Meclisteki torba yasada yıllardır toplumum beklediği makyajlanmış düzenlemeler olduğunu ancak kendi içinde de tuzakların bulunduğunu kaydeden Karaaslan, torba yasada özellikle emekçiler boyutuyla, kadınlara yönelik düzenleme olduğunu görebildiklerini ifade etti.

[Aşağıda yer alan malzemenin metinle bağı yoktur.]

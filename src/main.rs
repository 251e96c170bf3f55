extern crate actix_web as aw;

use std::sync::Arc;

use ::aw::{web::Data, HttpServer};
use ::dotenvy::dotenv;
use ::log::{info, trace};

pub mod config;
pub mod data;
pub mod date;
pub mod feed;
pub mod handlers;
pub mod state;
use config::{Config, ConfigError};
use feed::HttpFeedSource;
use state::*;

macro_rules! app {
    () => {
        ::actix_web::App::new()
            .wrap(::actix_web::middleware::Logger::default())
            .service(actix_files::Files::new("/static", "./static/").use_last_modified(true))
            .configure(handlers::config)
    };
}

#[derive(Debug, ::thiserror::Error)]
enum StartUpError {
    #[error("configuration error: {0}")]
    Config(#[from] ConfigError),
    #[error("HTTP client error: {0}")]
    Client(#[from] ::reqwest::Error),
    #[error("general IO error: {0}")]
    IO(#[from] std::io::Error),
}

#[actix_web::main]
async fn main() -> Result<(), StartUpError> {
    dotenv().ok();

    env_logger::init();

    trace!("TRACE level enabled");

    let config = Config::from_env()?;
    let source = HttpFeedSource::new(&config)?;

    info!(
        "serving on {}:{}, feed `{}`",
        config.bind_addr, config.port, config.feed_url
    );

    let bind = (config.bind_addr.clone(), config.port);
    let workers = config.workers;
    let registry = Data::new(Registry::new(config, Arc::new(source)));

    let srv = HttpServer::new(move || app!().app_data(Data::clone(&registry)))
        .workers(workers)
        .bind(bind)?
        .run();

    srv.await?;

    Ok(())
}
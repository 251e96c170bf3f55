use std::sync::OnceLock;

use ::chrono::{DateTime, Datelike, TimeZone, Utc};
use ::chrono_tz::Europe::Oslo;
use ::regex::Regex;

/// Короткие названия месяцев в норвежском "medium" формате
const MONTHS: [&str; 12] = [
    "jan.", "feb.", "mar.", "apr.", "mai", "jun.", "jul.", "aug.", "sep.", "okt.", "nov.", "des.",
];

/// `/Date(<ms>±HHMM)/` from the feed and the split `(<ms>)(±HHMM)` form.
/// Both capture millis, sign, hours, minutes in that order.
fn patterns() -> &'static [Regex; 2] {
    static PATTERNS: OnceLock<[Regex; 2]> = OnceLock::new();
    PATTERNS.get_or_init(|| {
        [
            r"^/Date\((-?\d+)([+-])(\d{2})(\d{2})\)/$",
            r"^\((-?\d+)\)\(([+-])(\d{2})(\d{2})\)$",
        ]
        .map(|p| Regex::new(p).expect("encoded date pattern"))
    })
}

/// Extracts the instant in epoch milliseconds, with the timezone offset applied.
///
/// Returns `None` when the string is not an encoded date, or when the numbers
/// do not fit into `i64`.
pub fn decode_instant(encoded: &str) -> Option<i64> {
    let caps = patterns().iter().find_map(|p| p.captures(encoded))?;

    let millis = caps[1].parse::<i64>().ok()?;
    let sign = if &caps[2] == "-" { -1 } else { 1 };
    let hours = caps[3].parse::<i64>().ok()?;
    let minutes = caps[4].parse::<i64>().ok()?;

    let offset_minutes = sign * (60 * hours + minutes);

    millis.checked_add(offset_minutes * 60_000)
}

/// Parses an encoded date into a UTC instant.
pub fn parse_date(encoded: &str) -> Option<DateTime<Utc>> {
    Utc.timestamp_millis_opt(decode_instant(encoded)?).single()
}

/// Full years between `birth` and `today`, both read as UTC calendar fields.
pub fn age_on(birth: Option<DateTime<Utc>>, today: DateTime<Utc>) -> Option<i32> {
    let birth = birth?;

    let age = today.year() - birth.year();
    if (today.month(), today.day()) < (birth.month(), birth.day()) {
        Some(age - 1)
    } else {
        Some(age)
    }
}

/// `7. mar. 1979`
pub fn format_medium<D: Datelike>(date: &D) -> String {
    format!(
        "{}. {} {}",
        date.day(),
        MONTHS[date.month0() as usize],
        date.year()
    )
}

/// Время в часовом поясе Осло: `16. okt. 2026, 14:05`
pub fn format_last_updated(at: DateTime<Utc>) -> String {
    let local = at.with_timezone(&Oslo);
    format!("{}, {}", format_medium(&local), local.format("%H:%M"))
}
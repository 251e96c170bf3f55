use std::sync::{
    atomic::{AtomicUsize, Ordering},
    Arc,
};

pub use ::aw::{
    dev::ServerHandle,
    http::{header, StatusCode},
    test,
    web::{self, Data},
    App, HttpResponse, HttpServer,
};

use crate::main::{
    config::Config,
    data::Feed,
    feed::{FeedError, FeedFuture, FeedSource},
    state::Registry,
};

pub const FEED: &str = r#"{
    "respons_dato_tid": "/Date(1760000000000+0200)/",
    "versjon": "1.6",
    "regjeringsmedlemmer_liste": [
        {
            "id": "JGS",
            "fornavn": "Jonas Gahr",
            "etternavn": "Støre",
            "foedselsdato": "/Date(-295146000000+0100)/",
            "kjoenn": 2,
            "tittel": "Statsminister",
            "verv": "Statsminister",
            "departement": "Statsministerens kontor",
            "parti": { "id": "A", "navn": "Arbeiderpartiet" }
        },
        {
            "id": "ABE",
            "fornavn": "Anne",
            "etternavn": "Beate",
            "foedselsdato": "garbage",
            "kjoenn": 1,
            "tittel": "Finansminister",
            "parti": { "id": "SP", "navn": "Senterpartiet" }
        }
    ]
}"#;

/// Отдаёт заранее заданный JSON и считает обращения
pub struct StaticFeed {
    body: String,
    calls: AtomicUsize,
}

impl StaticFeed {
    pub fn new(body: &str) -> Arc<Self> {
        Arc::new(Self {
            body: body.to_owned(),
            calls: AtomicUsize::new(0),
        })
    }

    pub fn calls(&self) -> usize {
        self.calls.load(Ordering::SeqCst)
    }
}

impl FeedSource for StaticFeed {
    fn fetch(&self) -> FeedFuture<'_> {
        Box::pin(async move {
            self.calls.fetch_add(1, Ordering::SeqCst);
            ::serde_json::from_str::<Feed>(&self.body).map_err(FeedError::from)
        })
    }
}

pub struct DownFeed;

impl FeedSource for DownFeed {
    fn fetch(&self) -> FeedFuture<'_> {
        Box::pin(async { Err::<Feed, _>(FeedError::Status(503)) })
    }
}

pub fn registry(source: Arc<dyn FeedSource>) -> Data<Registry> {
    Data::new(Registry::new(Config::default(), source))
}

/// Local stand-in for `data.stortinget.no`: answers `GET /regjering` with a
/// fixed status and body. Returns the feed URL and a handle to stop it.
pub async fn upstream(status: StatusCode, body: &'static str) -> (String, ServerHandle) {
    let server = HttpServer::new(move || {
        App::new().route(
            "/regjering",
            web::get().to(move || async move {
                HttpResponse::build(status)
                    .content_type("application/json")
                    .body(body)
            }),
        )
    })
    .workers(1)
    .bind(("127.0.0.1", 0))
    .unwrap();

    let addr = server.addrs()[0];
    let server = server.run();
    let handle = server.handle();
    ::aw::rt::spawn(server);

    (format!("http://{addr}/regjering"), handle)
}

pub fn with_feed_url(feed_url: String) -> Config {
    Config {
        feed_url,
        ..Config::default()
    }
}
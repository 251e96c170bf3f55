use ::enum_primitive_derive::Primitive;
use ::num_traits::FromPrimitive;
use ::reqwest::Url;
use ::serde::{Deserialize, Serialize};

/// Документ `eksport/regjering?format=json`
#[derive(Debug, Clone, Deserialize, Serialize)]
pub struct Feed {
    #[serde(rename = "regjeringsmedlemmer_liste")]
    pub members: Vec<Member>,
}

#[derive(Debug, Clone, Deserialize, Serialize, PartialEq)]
pub struct Member {
    pub id: String,
    #[serde(rename = "fornavn")]
    pub first_name: String,
    #[serde(rename = "etternavn")]
    pub last_name: String,
    /// Encoded date, e.g. `/Date(289090800000+0100)/`
    #[serde(rename = "foedselsdato", default)]
    pub birth_date: String,
    #[serde(rename = "kjoenn", default)]
    pub gender: Option<u8>,
    #[serde(rename = "tittel", default)]
    pub title: String,
    #[serde(rename = "verv", default)]
    pub role: Option<String>,
    #[serde(rename = "departement", default)]
    pub department: Option<String>,
    #[serde(rename = "parti", default)]
    pub party: Option<Party>,
}

#[derive(Debug, Clone, Deserialize, Serialize, PartialEq)]
pub struct Party {
    pub id: String,
    #[serde(rename = "navn")]
    pub name: String,
}

#[derive(Debug, Primitive, Clone, Copy, Eq, PartialEq)]
pub enum Gender {
    Unspecified = 0,
    Female = 1,
    Male = 2,
}

impl Gender {
    pub fn label(self) -> Option<&'static str> {
        match self {
            Gender::Unspecified => None,
            Gender::Female => Some("Kvinne"),
            Gender::Male => Some("Mann"),
        }
    }
}

impl Member {
    pub fn full_name(&self) -> String {
        format!("{} {}", self.first_name, self.last_name)
    }

    pub fn gender(&self) -> Option<Gender> {
        self.gender.and_then(Gender::from_u8)
    }

    /// `departement`, if the feed has a non-empty one
    pub fn department(&self) -> Option<&str> {
        self.department.as_deref().filter(|d| !d.trim().is_empty())
    }

    /// `verv`, if non-empty
    pub fn role(&self) -> Option<&str> {
        self.role.as_deref().filter(|r| !r.trim().is_empty())
    }

    pub fn party_name(&self) -> &str {
        self.party.as_ref().map(|p| p.name.as_str()).unwrap_or_default()
    }
}

/// Ссылка на фото члена правительства
pub fn photo_url(base: &Url, member_id: &str) -> String {
    let mut url = base.clone();
    url.query_pairs_mut()
        .clear()
        .append_pair("personid", member_id)
        .append_pair("storrelse", "stort")
        .append_pair("erstatningsbilde", "true");
    url.into()
}
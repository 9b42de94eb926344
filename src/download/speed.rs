//! Rolling throughput estimation.
//!
//! Samples are taken at most once per wall-clock second of transfer time,
//! not per chunk, so the estimate is stable regardless of chunk arrival rate.

use std::time::{Duration, Instant};

/// Number of one-second samples in the smoothing window.
pub(crate) const MAX_SPEED_SAMPLES: u64 = 10;

/// Minimum spacing between two speed samples.
pub(crate) const SPEED_CALCULATION_INTERVAL: Duration = Duration::from_millis(1000);

/// Smoothed bytes-per-second estimator over the last [`MAX_SPEED_SAMPLES`]
/// per-second samples.
///
/// Until the window fills, the estimate is the cumulative mean of all samples
/// so far. Once full, each new sample replaces the *current average* rather
/// than the true oldest sample, an approximation of a sliding window that
/// weights history more heavily under bursty throughput. Kept as-is rather
/// than replaced with an exact FIFO window.
#[derive(Debug)]
pub(crate) struct SpeedEstimator {
    last_sample_at: Instant,
    last_sampled_bytes: u64,
    speed_sum: u64,
    sample_count: u64,
}

impl SpeedEstimator {
    /// Starts estimating from `initial_bytes` already on disk at `now`.
    pub(crate) fn new(initial_bytes: u64, now: Instant) -> Self {
        Self {
            last_sample_at: now,
            last_sampled_bytes: initial_bytes,
            speed_sum: 0,
            sample_count: 0,
        }
    }

    /// Takes a sample if at least one interval elapsed since the last one.
    ///
    /// Returns the updated smoothed speed when a sample was taken, `None`
    /// otherwise (caller keeps the previous estimate).
    pub(crate) fn tick(&mut self, downloaded: u64, now: Instant) -> Option<u64> {
        let elapsed = now.duration_since(self.last_sample_at);
        if elapsed < SPEED_CALCULATION_INTERVAL {
            return None;
        }

        let millis = u64::try_from(elapsed.as_millis()).unwrap_or(u64::MAX).max(1);
        let bytes_delta = downloaded.saturating_sub(self.last_sampled_bytes);
        let sample = bytes_delta.saturating_mul(1000) / millis;

        self.last_sampled_bytes = downloaded;
        self.last_sample_at = now;
        Some(self.push(sample))
    }

    /// Folds one per-second sample into the window, returning the new average.
    fn push(&mut self, sample: u64) -> u64 {
        if self.sample_count < MAX_SPEED_SAMPLES {
            self.speed_sum = self.speed_sum.saturating_add(sample);
            self.sample_count += 1;
            self.speed_sum / self.sample_count
        } else {
            let current_average = self.speed_sum / MAX_SPEED_SAMPLES;
            self.speed_sum = self
                .speed_sum
                .saturating_sub(current_average)
                .saturating_add(sample);
            self.speed_sum / MAX_SPEED_SAMPLES
        }
    }
}

/// Estimated seconds remaining, or `None` when it cannot be computed.
pub(crate) fn time_remaining_secs(total: u64, downloaded: u64, speed: u64) -> Option<u64> {
    if total == 0 || speed == 0 {
        return None;
    }
    Some(total.saturating_sub(downloaded) / speed)
}
//! Passthrough lookup of the host's public network information.
//!
//! Thin wrapper around `https://ipinfo.io/json`; no caching, no retries.

use serde::{Deserialize, Serialize};
use thiserror::Error;
use tracing::debug;

const NETWORK_INFO_URL: &str = "https://ipinfo.io/json";

/// Public-facing network identity as reported by the lookup service.
#[derive(Debug, Clone, Serialize, Deserialize)]
pub struct NetworkInfo {
    /// Public IP address.
    #[serde(default)]
    pub ip: Option<String>,
    /// City of the egress point.
    #[serde(default)]
    pub city: Option<String>,
    /// Region of the egress point.
    #[serde(default)]
    pub region: Option<String>,
    /// Country code of the egress point.
    #[serde(default)]
    pub country: Option<String>,
}

/// Errors from the network-information lookup.
#[derive(Debug, Error)]
pub enum NetInfoError {
    /// The lookup request failed or its JSON body could not be parsed.
    #[error("failed to fetch network information: {source}")]
    Request {
        /// The underlying transport or decode error.
        #[source]
        source: reqwest::Error,
    },

    /// The lookup service answered with a non-success status.
    #[error("failed to fetch network information: HTTP {status}")]
    HttpStatus {
        /// The HTTP status code.
        status: u16,
    },
}

/// Fetches the current public network information.
///
/// # Errors
///
/// Returns [`NetInfoError`] when the service is unreachable, answers with a
/// non-success status, or returns a malformed body.
pub async fn lookup(client: &reqwest::Client) -> Result<NetworkInfo, NetInfoError> {
    lookup_at(client, NETWORK_INFO_URL).await
}

async fn lookup_at(client: &reqwest::Client, url: &str) -> Result<NetworkInfo, NetInfoError> {
    let response = client
        .get(url)
        .send()
        .await
        .map_err(|source| NetInfoError::Request { source })?;

    let status = response.status();
    if !status.is_success() {
        return Err(NetInfoError::HttpStatus {
            status: status.as_u16(),
        });
    }

    let info: NetworkInfo = response
        .json()
        .await
        .map_err(|source| NetInfoError::Request { source })?;
    debug!(ip = ?info.ip, "network info fetched");
    Ok(info)
}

Bu düzenlemelerin yanı sıra çalışanlara 657 ile ilgili esnek çalışma performans uygulaması, istihdam büroları gibi gerçekten emekçiler için tehlike arz eden düzenlemelerin yapıldığını belirten Karaaslan şöyle dedi:

"Çünkü 657 her ne kadar bizim de karşı çıktığımız maddeleri varsa da iş güvencesi konusunda bizim garantimizdir. O anlamda çalışanlara saldırı olarak 657'yi esnekleştirerek çalışanları güvencesizleştirilmeye gidildiğini düşünüyoruz. Genel anlamda çalışanların yeniden düzenlemesini içeriyor. Temel olan 657'nin esnekleşmesidir. AKP'nin daha önce Abant'ta yapmış olduğu toplantıda bu konu üzerinde çalışmalar yaptılar. 657'yi kaldırıp bunun yerine sözleşmeli, performansa dayalı çalışma sistemi getirilmesini oradan biliyoruz. Bu açıdan bu olayı tüm emekçileri ilgilendiren boyutudur. Birde kadın boyutu var. Üç çocuğa ekstradan para verilmesi veya çalışan kadınların daha fazla izinli kalması aslında bu bizim ezelden beri istediğimiz olması gereken talepledir. Ama kendi içinde şöyle bir dezavantaj sağlayabilir. Kadınların şu anda toplumdan koparılması bir tehlike söz konusu çünkü örgütlü olmayan bir kesim kadınlar. Evde işyerinde sokakta örgütlü olmadıklarından dolayı her türlü şiddete maruz kaldıkları, örgütsüzlüğe doğru gittikleri bir gerçektir. Bu anlamda şu anda örgütlemenin önünde kısıtlama olduğu açıktır. Kadın bedeni üzerinde hükümet tasarrufa gidiyor. Aslında bunu kadın örgütleri, sivil kesimlerle tartışılıp yapılsaydı ben eminim daha iyi bir sonuç alırdı. Ama AKP iktidarı şu ana kadar yaptığı tüm düzenlemelerde yaptığı gibi yine kendi kafasındaki bir şeyi topluma birkaç maddesini de süsleyerek içine koyup toplumun taleplerini yanıltmaya gidiyor. Bu yanıltma bazen geri dönüşü zor olan şeylerle karşımıza çıkıyor"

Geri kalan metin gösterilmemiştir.